At the end of the day, he watched a 16-year-old part-time teller balance her drawer and leave. “They made me sit there for hours to balance,” he says. It actually was a good experience for an MBA holder who thought he owned the world but quickly realized he still had a lot to learn.

Perdomo became friends at the S&L with Robb Hilson, who is now the national small banking executive for Bank of America. Hilson left Coral Gables Federal for Old Florida National Bank and Perdomo became a credit analyst there. During his nearly three-year stint, Perdomo was promoted to credit team leader and then client manager.

Perdomo got a call after Sun Banks and Trust Co. of Georgia merged and became commercial team leader for SunTrust in the Tampa market. After eight years in Tampa—and a week after marrying his wife, Maria—he got the call in late 1994 to be SunTrust’s international trade finance manager in Miami.

The timing was right because U.S. Treasury Secretary Nicholas Brady had developed a debt reduction strategy for Latin American nations, which came to be known as Brady bonds.

“Before that, there was more than a decade of stifled business because of the debt crisis,” Perdomo says. “All of the sudden business in Miami became vibrant.”

Perdomo traveled a lot, made a lot of contacts and worked closely with the Beacon Council to draw more companies to Miami. “It grew fantastically well and was a great experience,” he says.

Things started to change at SunTrust, though, with a decentralized culture becoming more centralized. Perdomo said he thought, “Well, if there’s ever a time to step away and try something entrepreneurial, this would be it.”
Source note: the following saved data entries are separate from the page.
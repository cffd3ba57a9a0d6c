//! Property tests: conservation, non-negativity, and view agreement under
//! randomized operation sequences.

#![allow(clippy::unwrap_used, clippy::expect_used, clippy::panic)] // Test code fails loudly

use proptest::prelude::*;
use std::sync::Arc;
use stock_ledger_core::{Clock, Direction, EngineError, StockStore};
use stock_ledger_engine::{AdjustmentRequest, EngineConfig, InventoryService, ScanRequest};
use stock_ledger_testing::fixtures::store_with_carrier;
use stock_ledger_testing::{SteppingClock, test_clock};

/// Window-clearing step between operations: longer than both the
/// immediate-repeat grace period and the cooldown window.
const STEP_SECS: i64 = 200;

#[derive(Clone, Debug)]
struct Observed {
    aggregate: i64,
    ledger_sum: i64,
    carrier_sum: i64,
    snapshot: Option<i64>,
}

fn runtime() -> tokio::runtime::Runtime {
    tokio::runtime::Builder::new_current_thread()
        .enable_all()
        .build()
        .expect("runtime construction cannot fail in tests")
}

/// Drive a sequence of scans across a small carrier pool. Rejections are
/// part of normal operation (a carrier cannot stock in twice); storage
/// failures are not.
async fn run_scans(carrier_units: i64, ops: Vec<(usize, bool)>) -> Observed {
    let clock = SteppingClock::new(test_clock().now());
    let seeded = store_with_carrier(Arc::new(clock.clone()), carrier_units)
        .await
        .unwrap();
    let service = InventoryService::with_clock(
        seeded.store.clone(),
        EngineConfig::default(),
        Arc::new(clock.clone()),
    );
    let pid = seeded.product.id;

    let mut codes = vec![seeded.carrier.code.clone()];
    let issued = service.issue_carriers(pid, 3, carrier_units).await.unwrap();
    codes.extend(issued.into_iter().map(|c| c.code));

    for (index, stock_in) in ops {
        clock.advance_secs(STEP_SECS);
        let request = ScanRequest {
            code: codes[index % codes.len()].clone(),
            direction: if stock_in { Direction::In } else { Direction::Out },
            actor: "prop-operator".to_string(),
            note: None,
        };
        match service.submit_scan(request).await {
            Ok(_) | Err(EngineError::Rejection(_)) => {}
            Err(EngineError::Storage(err)) => panic!("unexpected storage failure: {err}"),
        }
    }

    Observed {
        aggregate: service.get_aggregate(pid).await.unwrap(),
        ledger_sum: seeded.store.ledger_truth(pid).await.unwrap(),
        carrier_sum: seeded.store.carrier_truth(pid).await.unwrap(),
        snapshot: seeded
            .store
            .snapshot(pid)
            .await
            .unwrap()
            .map(|s| s.quantity),
    }
}

/// Drive a sequence of manual adjustments. OUTs that would overdraw are
/// rejected and must leave no trace.
async fn run_adjustments(ops: Vec<(bool, i64)>) -> Observed {
    let clock = SteppingClock::new(test_clock().now());
    let seeded = store_with_carrier(Arc::new(clock.clone()), 1).await.unwrap();
    let service = InventoryService::with_clock(
        seeded.store.clone(),
        EngineConfig::default(),
        Arc::new(clock.clone()),
    );
    let pid = seeded.product.id;

    for (stock_in, quantity) in ops {
        clock.advance_secs(STEP_SECS);
        let request = AdjustmentRequest {
            product_id: pid,
            direction: if stock_in { Direction::In } else { Direction::Out },
            quantity,
            actor: "prop-manager".to_string(),
            note: "randomized adjustment".to_string(),
            reference: None,
        };
        match service.submit_adjustment(request).await {
            Ok(_) | Err(EngineError::Rejection(_)) => {}
            Err(EngineError::Storage(err)) => panic!("unexpected storage failure: {err}"),
        }
    }

    Observed {
        aggregate: service.get_aggregate(pid).await.unwrap(),
        ledger_sum: seeded.store.ledger_truth(pid).await.unwrap(),
        carrier_sum: seeded.store.carrier_truth(pid).await.unwrap(),
        snapshot: seeded
            .store
            .snapshot(pid)
            .await
            .unwrap()
            .map(|s| s.quantity),
    }
}

proptest! {
    #![proptest_config(ProptestConfig::with_cases(64))]

    /// Scans conserve all three truths: the cached aggregate, the signed
    /// ledger sum, and the carrier-derived sum all agree and never go
    /// negative.
    #[test]
    fn scans_conserve_every_truth(
        carrier_units in 1i64..5,
        ops in proptest::collection::vec((0usize..4, any::<bool>()), 1..32),
    ) {
        let observed = runtime().block_on(run_scans(carrier_units, ops));
        prop_assert!(observed.aggregate >= 0);
        prop_assert_eq!(observed.aggregate, observed.ledger_sum);
        prop_assert_eq!(observed.aggregate, observed.carrier_sum);
        if let Some(snapshot) = observed.snapshot {
            prop_assert_eq!(observed.aggregate, snapshot);
        }
    }

    /// Manual adjustments conserve the ledger sum and never overdraw.
    /// (They deliberately do not touch carriers, so carrier truth is not
    /// asserted here.)
    #[test]
    fn adjustments_conserve_ledger_sum(
        ops in proptest::collection::vec((any::<bool>(), 1i64..10), 1..32),
    ) {
        let observed = runtime().block_on(run_adjustments(ops));
        prop_assert!(observed.aggregate >= 0);
        prop_assert_eq!(observed.aggregate, observed.ledger_sum);
        if let Some(snapshot) = observed.snapshot {
            prop_assert_eq!(observed.aggregate, snapshot);
        }
    }
}
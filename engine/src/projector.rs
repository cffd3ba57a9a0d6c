//! Aggregate projector: keeps both cached views equal to the ledger-derived
//! truth, inside the caller's transaction.
//!
//! Both views (the product's cached aggregate and the inventory snapshot)
//! are written from one signed delta. They are never computed independently
//! per view, which is what made the original dual-write a drift hazard.

use stock_ledger_core::{ProductId, StockTx, StorageError};

/// Add `signed_delta` (positive for IN, negative for OUT) to both cached
/// views and return the new aggregate.
///
/// The sufficiency check has already run under the product row lock, so a
/// negative result here means the views were mutated outside the engine
/// mid-transaction; the unit of work is aborted rather than committing a
/// negative aggregate.
///
/// # Errors
///
/// Returns [`StorageError::Conflict`] if the delta would drive the aggregate
/// negative, or any storage failure from the underlying writes.
pub async fn apply<T: StockTx>(
    tx: &mut T,
    product_id: ProductId,
    signed_delta: i64,
) -> Result<i64, StorageError> {
    let new_aggregate = tx.apply_aggregate(product_id, signed_delta).await?;
    if new_aggregate < 0 {
        return Err(StorageError::Conflict(format!(
            "aggregate for product {product_id} would become {new_aggregate}"
        )));
    }
    Ok(new_aggregate)
}

/// Overwrite both cached views with an absolute quantity (repair path) and
/// return it.
///
/// # Errors
///
/// Returns [`StorageError`] on datastore failure.
pub async fn overwrite<T: StockTx>(
    tx: &mut T,
    product_id: ProductId,
    quantity: i64,
) -> Result<i64, StorageError> {
    tx.overwrite_aggregate(product_id, quantity.max(0)).await
}
//! Generated SQL block rendering.
//!
//! A block is a self-contained scalar subquery aggregating stored
//! measurements for one base indicator over one monitoring object and one
//! year window. Progressive indicators (`type = 1` in the measure store)
//! sum the year's measurements; last-date indicators (`type = 2`) take the
//! most recent measurement up to the year. Missing data coalesces to zero
//! so arithmetic over blocks never propagates NULL.

use crate::config::SchemaSettings;

/// Render the aggregation subquery for one base indicator code.
pub fn measure_subquery(schema: &SchemaSettings, object: &str, code: &str, year: &str) -> String {
    format!(
        "(
    SELECT CASE
        WHEN MAX(mi.type) = 1
        THEN COALESCE(SUM(mm.value), 0)
        ELSE COALESCE((array_agg(mm.value ORDER BY mm.measure_date DESC))[1], 0)
    END
    FROM {measure} mm
    JOIN {indicator} AS mi ON mi.id = mm.indicator_id
    WHERE mm.monitoring_object_id = {object}
      AND mi.code = '{code}'
      AND (
        (mi.type = 1 AND EXTRACT(YEAR FROM mm.measure_date) = {year})
        OR
        (mi.type = 2 AND EXTRACT(YEAR FROM mm.measure_date) <= {year})
      )
)",
        measure = schema.measure_table,
        indicator = schema.indicator_table,
        object = object,
        code = code,
        year = year,
    )
}

/// Render one aliased block for the query rewriter's select list.
pub fn aliased_block(
    schema: &SchemaSettings,
    alias_prefix: &str,
    object: &str,
    code: &str,
    year: &str,
) -> String {
    format!(
        "{} AS {}{}",
        measure_subquery(schema, object, code, year),
        alias_prefix,
        code
    )
}
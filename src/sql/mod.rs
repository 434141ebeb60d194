//! SQL text handling.
//!
//! This module owns everything that touches raw SQL text:
//!
//! - [`args`] - top-level argument splitting for function-call interiors
//! - [`callsite`] - discovery of indicator-lookup call sites
//! - [`blocks`] - rendering of generated aggregation subqueries
//!
//! None of it parses SQL grammar. Discovery pattern-matches a fixed, small
//! set of call shapes, and that matching is confined here so a future move
//! to a grammar-based parser only touches this module.

pub mod args;
pub mod blocks;
pub mod callsite;

pub use args::{split_call_args, ArgsError};
pub use callsite::{CallSiteScanner, InlineCall, LookupCall, ScanError, WindowArg};
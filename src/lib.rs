//! # indsql
//!
//! Rewrites SQL query text that references externally-defined monitoring
//! *indicators*, replacing opaque lookup function calls with inline
//! aggregation subqueries. Indicators whose value is a formula over other
//! indicators are expanded down to base (measured) indicators first.
//!
//! ## Pipeline
//!
//! ```text
//! ┌──────────────────────────────────────────────────────────┐
//! │      Indicator metadata (XML)        SQL document         │
//! └──────────────────────────────────────────────────────────┘
//!              │                              │
//!              ▼ [model::loader]              ▼ [batch: split on separator]
//! ┌──────────────────────────┐   ┌──────────────────────────┐
//! │  IndicatorIndex          │   │  Query units             │
//! │  (code → definition)     │   │  (independent SQL text)  │
//! └──────────────────────────┘   └──────────────────────────┘
//!              │                              │
//!              └──────────────┬───────────────┘
//!                             ▼ [rewrite, per unit]
//!          discover lookup call sites → expand formulas
//!          → pool base codes → emit aggregation blocks
//!                             │
//!                             ▼ [batch: rejoin with separator]
//! ┌──────────────────────────────────────────────────────────┐
//! │      Rewritten SQL document + diagnostics report          │
//! └──────────────────────────────────────────────────────────┘
//! ```
//!
//! The engine is textual: it pattern-matches a fixed set of call shapes and
//! never parses general SQL grammar.

pub mod batch;
pub mod config;
pub mod expand;
pub mod model;
pub mod rewrite;
pub mod sql;

/// Re-exports for convenient usage.
pub mod prelude {
    pub use crate::batch::{inline_document, rewrite_document, BatchReport};
    pub use crate::config::Settings;
    pub use crate::expand::{Expander, Expansion};
    pub use crate::model::{Indicator, IndicatorIndex, IndicatorKind};
    pub use crate::rewrite::{RewriteError, UnitReport};
    pub use crate::sql::args::split_call_args;
}

pub use config::Settings;
pub use expand::{Expander, Expansion};
pub use model::{Indicator, IndicatorIndex, IndicatorKind};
Perdomo partnered with a client who exported industrial electrical equipment and became a minority stakeholder, COO and CFO of Universal Trading and Engineering in Miami. Non-business reasons disrupted that endeavor after 20 months, but Perdomo says he gained new perspective.

“Having to meet a weekly payroll changes your whole view of business. As a banker who returned to banking, I don’t just pontificate as other bankers do. I know it’s not easy to do the things business people do and meet that payroll.”

Perdomo joined Bank of America as a senior client manger in Miami, developing the business line in the commercial team. After nearly five years, he was asked to develop the team in San Francisco. There was a need for cultural transformation and new protocols. He was so successful that he became credit products executive for Bank of America in Charlotte in 2007 after two years in San Francisco.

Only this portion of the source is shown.